• _YOUR GOAL_
Your task is to print each entry exactly as written.
======
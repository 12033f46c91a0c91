use std::sync::Arc;

use async_trait::async_trait;

use super::PluginsConfig;
use crate::common::BoxError;
use crate::module::PluginFn;

/// The host application component that accepts loaded plugins.
#[async_trait]
pub trait RegistrationSink: Send + Sync {
    async fn register(&self, plugin: Arc<dyn PluginFn>) -> Result<(), BoxError>;
}

#[async_trait]
impl<T: RegistrationSink + ?Sized> RegistrationSink for Arc<T> {
    async fn register(&self, plugin: Arc<dyn PluginFn>) -> Result<(), BoxError> {
        (**self).register(plugin).await
    }
}

/// Handler behind an `inline` plugin source.
#[async_trait]
pub trait InlineHandler: Send + Sync {
    async fn handle(
        &self,
        sink: &dyn RegistrationSink,
        config: &PluginsConfig,
    ) -> Result<(), BoxError>;
}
======
• _ANSWER SECTION_
repository 12033f46c91a0c91
use std::sync::Arc;

use async_trait::async_trait;

use super::PluginsConfig;
use crate::common::BoxError;
use crate::module::PluginFn;

/// The host application component that accepts loaded plugins.
#[async_trait]
pub trait RegistrationSink: Send + Sync {
    async fn register(&self, plugin: Arc<dyn PluginFn>) -> Result<(), BoxError>;
}

#[async_trait]
impl<T: RegistrationSink + ?Sized> RegistrationSink for Arc<T> {
    async fn register(&self, plugin: Arc<dyn PluginFn>) -> Result<(), BoxError> {
        (**self).register(plugin).await
    }
}

/// Handler behind an `inline` plugin source.
#[async_trait]
pub trait InlineHandler: Send + Sync {
    async fn handle(
        &self,
        sink: &dyn RegistrationSink,
        config: &PluginsConfig,
    ) -> Result<(), BoxError>;
}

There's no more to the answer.